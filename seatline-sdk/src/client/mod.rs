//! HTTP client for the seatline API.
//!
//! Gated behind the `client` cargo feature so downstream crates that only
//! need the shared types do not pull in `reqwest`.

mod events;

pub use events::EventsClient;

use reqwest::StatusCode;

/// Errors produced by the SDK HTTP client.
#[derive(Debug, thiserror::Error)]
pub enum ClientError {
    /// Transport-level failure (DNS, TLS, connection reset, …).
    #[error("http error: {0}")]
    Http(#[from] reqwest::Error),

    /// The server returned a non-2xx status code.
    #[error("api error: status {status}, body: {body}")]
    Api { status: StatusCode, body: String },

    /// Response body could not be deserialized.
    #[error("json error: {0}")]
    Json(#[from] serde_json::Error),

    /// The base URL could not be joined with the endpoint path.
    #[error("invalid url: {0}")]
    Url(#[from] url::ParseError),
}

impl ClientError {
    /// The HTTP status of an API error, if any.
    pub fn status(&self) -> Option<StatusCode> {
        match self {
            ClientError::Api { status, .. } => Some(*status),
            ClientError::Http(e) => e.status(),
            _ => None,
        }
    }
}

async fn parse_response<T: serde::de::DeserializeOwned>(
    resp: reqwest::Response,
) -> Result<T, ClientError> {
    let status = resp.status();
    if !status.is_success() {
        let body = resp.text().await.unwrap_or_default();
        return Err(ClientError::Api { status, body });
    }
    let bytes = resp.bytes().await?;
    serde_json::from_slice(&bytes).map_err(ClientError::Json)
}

• • •

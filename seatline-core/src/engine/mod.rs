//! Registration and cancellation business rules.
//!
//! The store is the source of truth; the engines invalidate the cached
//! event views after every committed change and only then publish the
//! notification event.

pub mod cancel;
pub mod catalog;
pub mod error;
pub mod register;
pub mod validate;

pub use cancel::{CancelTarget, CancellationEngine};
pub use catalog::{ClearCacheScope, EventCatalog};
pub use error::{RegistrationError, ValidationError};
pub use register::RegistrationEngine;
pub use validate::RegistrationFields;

• • •

TASK TO CARRY OUT: Scan the listing for the string "filename" and copy every line that carries it.

ANSWER SPACE:
filename seatline-sdk/src/client/mod.rs
filename seatline-core/src/engine/mod.rs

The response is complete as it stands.